If we manage to brew this for a third time and achieve similar results, a good beer brewing streak will be established.

We brewed our base Imperial Porter recipe October 22 hemming and hawing over the addition of vanilla and bourbon. We decided to go for it and added vanilla beans at secondary fermentation and bourbon at packaging (~68 mL bourbon/gallon beer).

We did our initial tasting while we were both suffering head colds and were disappointed in how it turned out. Not much roasted character, hardly a hint of vanilla, and just tasted thin. Then our sinuses cleared, and what a difference a clear nose makes.

The roast character was immediately apparent, the mouth feel was fuller. The vanilla was more present, but there is room to add more. The bourbon mellowed nicely after a week with the beer; next time we brew this beer we want to impart bourbon character without adding bourbon or aging in a barrel (bourbon barrel pieces in secondary?).

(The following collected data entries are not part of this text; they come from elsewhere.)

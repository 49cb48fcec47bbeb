//! Runtime configuration for callers assembling verifiers.
//!
//! The field modulus is deliberately absent: it is the fixed
//! [`MODULUS`](crate::MODULUS).  Everything else a caller may want to tune
//! lives in [`EngineConfig`], which can be read from JSON or from
//! `FINGERPRINT_*` environment variables.

use crate::amplify::{Amplifier, Combine, Outcome};
use crate::error::{EngineError, Result};
use crate::rolling::{MatchMode, Matcher, BYTE_RADIX};
use crate::{Field, SimplePrng, MODULUS};
use rand::{Rng, SeedableRng};
use serde::{Deserialize, Serialize};

const ENV_RADIX: &str = "FINGERPRINT_RADIX";
const ENV_MATCH_MODE: &str = "FINGERPRINT_MATCH_MODE";
const ENV_TARGET_ERROR: &str = "FINGERPRINT_TARGET_ERROR";
const ENV_MAX_TRIALS: &str = "FINGERPRINT_MAX_TRIALS";
const ENV_PARALLEL: &str = "FINGERPRINT_PARALLEL";
const ENV_SEED: &str = "FINGERPRINT_SEED";

/// Tunable parameters shared by the verifiers.
#[derive(Debug, Clone, PartialEq, Serialize, Deserialize)]
#[serde(default, deny_unknown_fields)]
pub struct EngineConfig {
    /// Alphabet size `d` for the rolling-hash matcher.
    pub radix: u64,
    /// Monte Carlo or Las Vegas reporting.
    pub match_mode: MatchMode,
    /// Desired one-sided error after amplification.
    pub target_error: f64,
    /// Hard cap on repetitions regardless of `target_error`.
    pub max_trials: usize,
    /// Run amplified trials on the rayon pool.
    pub parallel_trials: bool,
    /// Seed for reproducible runs; fresh entropy when absent.
    pub seed: Option<u64>,
}

impl Default for EngineConfig {
    fn default() -> Self {
        Self {
            radix: BYTE_RADIX,
            match_mode: MatchMode::LasVegas,
            target_error: 1.0 / (1u64 << 20) as f64,
            max_trials: 64,
            parallel_trials: false,
            seed: None,
        }
    }
}

impl EngineConfig {
    /// Parses and validates a JSON document.  Missing keys take defaults.
    pub fn from_json_str(input: &str) -> Result<Self> {
        let config: Self = serde_json::from_str(input)
            .map_err(|err| EngineError::InvalidConfig(format!("invalid config JSON: {err}")))?;
        config.validate()?;
        Ok(config)
    }

    /// Reads overrides from the process environment.
    pub fn from_env() -> Result<Self> {
        Self::from_lookup(|key| std::env::var(key).ok())
    }

    /// Reads overrides through `lookup`, falling back to defaults.
    pub fn from_lookup<F>(lookup: F) -> Result<Self>
    where
        F: Fn(&str) -> Option<String>,
    {
        let mut config = Self::default();
        if let Some(raw) = lookup(ENV_RADIX) {
            config.radix = parse_var(ENV_RADIX, &raw)?;
        }
        if let Some(raw) = lookup(ENV_MATCH_MODE) {
            let value = serde_json::Value::String(raw.trim().to_string());
            config.match_mode = serde_json::from_value(value).map_err(|_| {
                EngineError::InvalidConfig(format!(
                    "{ENV_MATCH_MODE} must be monte_carlo or las_vegas, got {raw:?}"
                ))
            })?;
        }
        if let Some(raw) = lookup(ENV_TARGET_ERROR) {
            config.target_error = parse_var(ENV_TARGET_ERROR, &raw)?;
        }
        if let Some(raw) = lookup(ENV_MAX_TRIALS) {
            config.max_trials = parse_var(ENV_MAX_TRIALS, &raw)?;
        }
        if let Some(raw) = lookup(ENV_PARALLEL) {
            config.parallel_trials = parse_var(ENV_PARALLEL, &raw)?;
        }
        if let Some(raw) = lookup(ENV_SEED) {
            config.seed = Some(parse_var(ENV_SEED, &raw)?);
        }
        config.validate()?;
        Ok(config)
    }

    /// Checks that every parameter is usable.
    pub fn validate(&self) -> Result<()> {
        if self.radix < 2 || self.radix >= MODULUS {
            return Err(EngineError::InvalidConfig(format!(
                "radix {} must lie in [2, {MODULUS})",
                self.radix
            )));
        }
        if !(self.target_error > 0.0 && self.target_error < 1.0) {
            return Err(EngineError::InvalidConfig(format!(
                "target_error {} must lie in (0, 1)",
                self.target_error
            )));
        }
        if self.max_trials == 0 {
            return Err(EngineError::InvalidConfig(
                "max_trials must be positive".to_string(),
            ));
        }
        Ok(())
    }

    /// Builds the configured matcher over the default field.
    pub fn matcher(&self) -> Result<Matcher> {
        Matcher::with_field(Field::default(), self.radix, self.match_mode)
    }

    /// Builds an amplifier reaching `target_error` from a check whose single
    /// trial errs with probability at most `base_error`, capped at
    /// `max_trials`.  [`Amplifier::error_bound`] reports what the cap allows.
    pub fn amplifier(&self, base_error: f64, rule: Combine) -> Result<Amplifier> {
        Amplifier::for_error(base_error, self.target_error, rule, self.max_trials)
    }

    /// Returns a generator: seeded from `seed` when set, else from entropy.
    pub fn rng(&self) -> SimplePrng {
        match self.seed {
            Some(seed) => SimplePrng::new(seed),
            None => SimplePrng::from_seed(rand::thread_rng().gen()),
        }
    }

    /// Seed for [`Amplifier::run_parallel`].
    pub fn trial_seed(&self) -> u64 {
        self.seed.unwrap_or_else(|| rand::thread_rng().gen())
    }

    /// Runs `amplifier` sequentially or on the rayon pool, as configured.
    pub fn run_trials<F>(&self, amplifier: &Amplifier, trial: F) -> Result<Outcome>
    where
        F: Fn(&mut SimplePrng) -> Result<bool> + Sync,
    {
        #[cfg(not(target_arch = "wasm32"))]
        if self.parallel_trials {
            return amplifier.run_parallel(self.trial_seed(), trial);
        }
        let mut rng = self.rng();
        amplifier.run(|_| trial(&mut rng))
    }
}

fn parse_var<T: std::str::FromStr>(key: &str, raw: &str) -> Result<T> {
    raw.trim()
        .parse()
        .map_err(|_| EngineError::InvalidConfig(format!("cannot parse {key}={raw:?}")))
}

#[cfg(test)]
mod tests {
    use super::*;
    use std::collections::HashMap;

    #[test]
    fn test_defaults_are_valid() {
        let config = EngineConfig::default();
        assert!(config.validate().is_ok());
        assert_eq!(config.matcher().unwrap().radix(), 256);
        assert_eq!(config.amplifier(0.5, Combine::All).unwrap().trials(), 20);
    }

    #[test]
    fn test_json_overrides() {
        let config = EngineConfig::from_json_str(
            r#"{"radix": 4, "match_mode": "monte_carlo", "max_trials": 8, "seed": 42}"#,
        )
        .unwrap();
        assert_eq!(config.radix, 4);
        assert_eq!(config.match_mode, MatchMode::MonteCarlo);
        let capped = config.amplifier(0.5, Combine::All).unwrap();
        assert_eq!(capped.trials(), 8);
        assert!(capped.is_capped());
        assert_eq!(capped.error_bound(), Some(1.0 / 256.0));
        let mut a = config.rng();
        let mut b = config.rng();
        assert_eq!(a.gen::<u64>(), b.gen::<u64>());
        assert_eq!(config.trial_seed(), 42);
    }

    #[test]
    fn test_json_rejects_bad_values() {
        assert!(EngineConfig::from_json_str(r#"{"radix": 1}"#).is_err());
        assert!(EngineConfig::from_json_str(r#"{"target_error": 1.5}"#).is_err());
        assert!(EngineConfig::from_json_str(r#"{"max_trials": 0}"#).is_err());
        assert!(EngineConfig::from_json_str(r#"{"modulus": 7}"#).is_err());
    }

    #[test]
    fn test_env_lookup() {
        let vars: HashMap<&str, &str> = [
            ("FINGERPRINT_RADIX", "26"),
            ("FINGERPRINT_MATCH_MODE", "monte_carlo"),
            ("FINGERPRINT_TARGET_ERROR", "0.001"),
            ("FINGERPRINT_PARALLEL", "true"),
            ("FINGERPRINT_SEED", "7"),
        ]
        .into_iter()
        .collect();
        let config = EngineConfig::from_lookup(|k| vars.get(k).map(|v| v.to_string())).unwrap();
        assert_eq!(config.radix, 26);
        assert_eq!(config.match_mode, MatchMode::MonteCarlo);
        assert!(config.parallel_trials);
        assert_eq!(config.seed, Some(7));
        assert_eq!(config.amplifier(0.5, Combine::All).unwrap().trials(), 10);

        let bad = EngineConfig::from_lookup(|k| {
            (k == "FINGERPRINT_MATCH_MODE").then(|| "sometimes".to_string())
        });
        assert!(matches!(bad, Err(EngineError::InvalidConfig(_))));
    }

    #[test]
    fn test_run_trials_sequential_and_parallel() {
        let a = crate::IntMatrix::from_rows(vec![vec![1, 2], vec![3, 4]]).unwrap();
        let wrong = crate::IntMatrix::from_rows(vec![vec![1, 2], vec![3, 5]]).unwrap();
        let identity = crate::IntMatrix::from_rows(vec![vec![1, 0], vec![0, 1]]).unwrap();
        for parallel in [false, true] {
            let config = EngineConfig {
                parallel_trials: parallel,
                seed: Some(5),
                ..EngineConfig::default()
            };
            let amplifier = config.amplifier(0.5, Combine::All).unwrap();
            let ok = config
                .run_trials(&amplifier, |rng| crate::freivalds::verify_once(&a, &identity, &a, rng))
                .unwrap();
            assert!(ok.verdict);
            let bad = config
                .run_trials(&amplifier, |rng| {
                    crate::freivalds::verify_once(&a, &identity, &wrong, rng)
                })
                .unwrap();
            assert!(!bad.verdict);
        }
    }
}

The porter had a third taster. The HVAC guy saw our brewing equipment in the basement and got to jawing with Dave. Turns out the HVAC guy loves porters and was more than happy to taste test ours. He likes a little more vanilla character (we concur), but overall enjoyed the beer.

We are very happy beer drinkers with both of these beers.

October 29, 2016: Amber Ale

We are attempting to replicate our success from out last Amber Ale brew.

Grain bill:

  • 10 lbs 2-row domestic (Hops and Berries, Fort Collins, CO)
  • 1 lbs 2-row pale
  • 1 lbs Crystal 75L

Hops (Pellet):

  • 2 oz Magnum 12.4% alpha acids, pellets
  • 2 oz Amarillo 8.2% alpha acids, pellets
  • 2 oz Cascade 6.5% alpha acids, pellets


  • Wyeast 1272 American Ale II (#1001271, mfg 9/27/2016)


  • Starting gravity: 1.070
  • Brewhouse efficiency: 73%
  • Final gravity: 1.002
  • Approximate %ABV: 8.798
  • Approximate IBUs: 108.1 (Rager)/109.5 (Tinseth)/11.4(Daniels) as determined using the Hopsteiner and IBU calculators.

Procedure Highlights: We transferred our strike water to the mash tun using a silicon hose and lost less heat than we had anticipated. The end result was we mashed in at 73 degrees Celsius. We quickly added ice and brought the temperature down to 67 degrees Celsius, which was lower than our target of 69 degrees Celsius.

The wort was oxygenated for 45 seconds prior to pitching the yeast slurry. The yeast starter culture was cold crashed after approximately 18 hours of growth in 10% DME (w/v) media. The cold crash was to arrest metabolism and settle the yeast so excess liquid could be decanted.

Fermentation profile for our Amber Ale. Such happy yeast!
Fermentation profile for our Amber Ale. Such happy yeast!

After a week in the primary fermenter (Spiedel), the beer was transferred to a metal conical bottom fermenter and kept at approximately 19 degrees Celsius (ambient temperature) for 48 hours. The beer was sampled and no acetaldehyde character was detected. The fermenter was then transferred to -2 degrees Celsius freezer for the cold crash.


  • A vigorous boil resulted in a lower volume of sweet wort.
  • Our efficiency was similar to the last time we brewed our Amber Ale.
  • The lower volume of sweet wort resulted in a slightly higher original gravity (1.070 vs 1.065). This resulted in an approximately 0.7% increase in ABV.